### The data:
•••••

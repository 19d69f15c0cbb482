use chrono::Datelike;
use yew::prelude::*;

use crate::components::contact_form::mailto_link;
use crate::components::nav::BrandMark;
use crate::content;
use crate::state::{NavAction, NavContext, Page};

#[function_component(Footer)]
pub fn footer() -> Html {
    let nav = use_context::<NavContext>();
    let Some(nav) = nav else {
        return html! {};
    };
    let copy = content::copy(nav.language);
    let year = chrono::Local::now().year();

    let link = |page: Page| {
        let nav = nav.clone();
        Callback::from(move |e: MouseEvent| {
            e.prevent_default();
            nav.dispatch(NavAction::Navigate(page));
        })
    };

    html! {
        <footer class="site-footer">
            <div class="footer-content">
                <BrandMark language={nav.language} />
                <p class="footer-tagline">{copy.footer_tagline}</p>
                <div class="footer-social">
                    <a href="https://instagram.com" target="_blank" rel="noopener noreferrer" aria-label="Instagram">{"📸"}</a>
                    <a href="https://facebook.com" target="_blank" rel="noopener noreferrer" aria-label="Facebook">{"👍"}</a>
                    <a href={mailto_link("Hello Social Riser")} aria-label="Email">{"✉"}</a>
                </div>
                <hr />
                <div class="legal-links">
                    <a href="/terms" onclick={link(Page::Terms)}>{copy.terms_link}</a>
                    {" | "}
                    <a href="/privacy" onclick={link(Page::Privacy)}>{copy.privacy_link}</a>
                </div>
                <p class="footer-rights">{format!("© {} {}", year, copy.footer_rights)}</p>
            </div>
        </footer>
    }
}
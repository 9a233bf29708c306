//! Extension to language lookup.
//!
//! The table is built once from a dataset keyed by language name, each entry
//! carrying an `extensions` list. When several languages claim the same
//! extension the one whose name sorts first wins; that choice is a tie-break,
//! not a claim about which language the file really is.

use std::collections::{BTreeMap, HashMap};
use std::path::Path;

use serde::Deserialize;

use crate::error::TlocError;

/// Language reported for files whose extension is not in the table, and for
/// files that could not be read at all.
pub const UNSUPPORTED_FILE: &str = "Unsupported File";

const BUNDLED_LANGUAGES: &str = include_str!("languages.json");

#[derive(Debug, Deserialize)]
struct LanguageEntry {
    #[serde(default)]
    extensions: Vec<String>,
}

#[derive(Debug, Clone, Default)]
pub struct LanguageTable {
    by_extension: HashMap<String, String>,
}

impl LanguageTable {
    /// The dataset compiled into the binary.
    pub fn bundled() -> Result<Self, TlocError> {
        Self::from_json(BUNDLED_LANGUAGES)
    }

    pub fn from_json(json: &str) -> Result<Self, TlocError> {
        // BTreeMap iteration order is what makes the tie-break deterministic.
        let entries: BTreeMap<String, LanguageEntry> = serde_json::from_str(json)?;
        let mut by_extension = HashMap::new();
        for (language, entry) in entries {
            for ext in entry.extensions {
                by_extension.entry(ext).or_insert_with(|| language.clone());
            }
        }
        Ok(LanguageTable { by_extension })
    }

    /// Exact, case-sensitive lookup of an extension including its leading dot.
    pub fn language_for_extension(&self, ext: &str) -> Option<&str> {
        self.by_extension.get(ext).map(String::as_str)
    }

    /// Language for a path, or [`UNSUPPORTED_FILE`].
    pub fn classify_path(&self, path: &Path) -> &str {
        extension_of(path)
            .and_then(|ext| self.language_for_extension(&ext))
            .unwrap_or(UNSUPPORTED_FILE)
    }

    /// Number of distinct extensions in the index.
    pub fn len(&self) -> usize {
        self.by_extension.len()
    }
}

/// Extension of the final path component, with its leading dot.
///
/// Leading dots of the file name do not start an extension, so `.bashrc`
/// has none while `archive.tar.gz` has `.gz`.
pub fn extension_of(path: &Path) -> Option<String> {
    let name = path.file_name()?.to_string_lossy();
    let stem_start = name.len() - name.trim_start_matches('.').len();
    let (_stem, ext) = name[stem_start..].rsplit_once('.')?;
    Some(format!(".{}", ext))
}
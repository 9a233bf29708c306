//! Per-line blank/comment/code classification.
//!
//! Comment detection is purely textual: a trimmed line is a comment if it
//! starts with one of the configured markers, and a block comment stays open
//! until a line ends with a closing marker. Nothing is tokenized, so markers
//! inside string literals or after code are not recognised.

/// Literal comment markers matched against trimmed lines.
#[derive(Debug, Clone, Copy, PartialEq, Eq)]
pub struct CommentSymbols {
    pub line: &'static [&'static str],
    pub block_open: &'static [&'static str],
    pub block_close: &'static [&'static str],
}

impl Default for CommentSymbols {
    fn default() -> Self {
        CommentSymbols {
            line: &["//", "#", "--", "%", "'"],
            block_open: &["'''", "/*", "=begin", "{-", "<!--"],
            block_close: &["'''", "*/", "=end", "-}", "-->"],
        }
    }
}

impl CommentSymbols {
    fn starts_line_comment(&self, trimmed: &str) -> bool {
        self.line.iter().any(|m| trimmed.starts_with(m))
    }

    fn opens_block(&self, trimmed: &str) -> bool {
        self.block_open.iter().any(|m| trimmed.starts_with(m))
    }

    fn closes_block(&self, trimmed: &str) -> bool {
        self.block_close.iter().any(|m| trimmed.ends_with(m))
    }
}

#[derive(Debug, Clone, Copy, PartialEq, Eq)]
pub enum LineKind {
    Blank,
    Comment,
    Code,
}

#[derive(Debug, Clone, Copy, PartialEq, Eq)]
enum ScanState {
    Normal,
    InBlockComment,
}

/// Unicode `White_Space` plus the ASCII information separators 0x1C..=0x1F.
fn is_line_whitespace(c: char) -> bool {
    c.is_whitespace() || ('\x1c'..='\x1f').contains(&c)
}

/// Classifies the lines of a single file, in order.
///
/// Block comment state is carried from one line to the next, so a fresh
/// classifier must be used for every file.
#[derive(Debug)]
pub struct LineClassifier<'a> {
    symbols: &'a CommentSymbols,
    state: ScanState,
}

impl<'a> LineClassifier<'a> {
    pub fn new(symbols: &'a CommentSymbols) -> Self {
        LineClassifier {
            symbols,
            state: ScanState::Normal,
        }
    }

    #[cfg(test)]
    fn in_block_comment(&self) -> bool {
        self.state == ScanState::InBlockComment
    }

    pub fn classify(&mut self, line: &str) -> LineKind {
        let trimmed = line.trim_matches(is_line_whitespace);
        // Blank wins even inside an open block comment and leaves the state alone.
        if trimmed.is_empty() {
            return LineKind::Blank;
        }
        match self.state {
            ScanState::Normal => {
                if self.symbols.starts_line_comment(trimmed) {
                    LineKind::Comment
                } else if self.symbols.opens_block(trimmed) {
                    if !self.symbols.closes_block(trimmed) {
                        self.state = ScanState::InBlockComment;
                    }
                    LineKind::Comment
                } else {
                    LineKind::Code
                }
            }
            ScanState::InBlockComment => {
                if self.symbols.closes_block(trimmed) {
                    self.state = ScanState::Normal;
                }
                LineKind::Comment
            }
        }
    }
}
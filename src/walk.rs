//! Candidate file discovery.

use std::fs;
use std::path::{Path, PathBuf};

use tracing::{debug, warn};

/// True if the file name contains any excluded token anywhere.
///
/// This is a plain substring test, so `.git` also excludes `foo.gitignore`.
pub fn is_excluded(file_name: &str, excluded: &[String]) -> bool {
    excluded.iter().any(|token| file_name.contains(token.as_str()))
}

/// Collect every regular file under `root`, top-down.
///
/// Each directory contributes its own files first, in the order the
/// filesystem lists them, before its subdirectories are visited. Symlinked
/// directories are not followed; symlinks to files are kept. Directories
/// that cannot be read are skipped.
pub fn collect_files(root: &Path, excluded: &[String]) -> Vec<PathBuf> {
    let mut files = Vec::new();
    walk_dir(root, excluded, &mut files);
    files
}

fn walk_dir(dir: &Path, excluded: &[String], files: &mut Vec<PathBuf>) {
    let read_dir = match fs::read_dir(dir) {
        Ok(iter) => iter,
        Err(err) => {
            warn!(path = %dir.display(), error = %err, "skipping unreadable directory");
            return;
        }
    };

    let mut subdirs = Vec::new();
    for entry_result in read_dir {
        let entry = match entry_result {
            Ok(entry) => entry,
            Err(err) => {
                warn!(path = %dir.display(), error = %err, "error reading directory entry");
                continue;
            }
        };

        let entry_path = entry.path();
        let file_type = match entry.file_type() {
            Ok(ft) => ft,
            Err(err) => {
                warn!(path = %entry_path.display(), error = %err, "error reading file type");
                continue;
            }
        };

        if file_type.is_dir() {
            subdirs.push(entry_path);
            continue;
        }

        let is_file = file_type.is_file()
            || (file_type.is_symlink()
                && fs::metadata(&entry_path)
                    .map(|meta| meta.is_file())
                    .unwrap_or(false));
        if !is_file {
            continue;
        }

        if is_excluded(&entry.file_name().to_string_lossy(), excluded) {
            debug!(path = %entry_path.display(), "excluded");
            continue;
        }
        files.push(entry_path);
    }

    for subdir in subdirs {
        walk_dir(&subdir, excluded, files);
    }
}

•••••

### What needs to be done:
Lines holding the word "Some" in the entries above are the ones to pull out. Copy them all.

### Response to this task:
    let Some(nav) = nav else {
    Some(format!(".{}", ext))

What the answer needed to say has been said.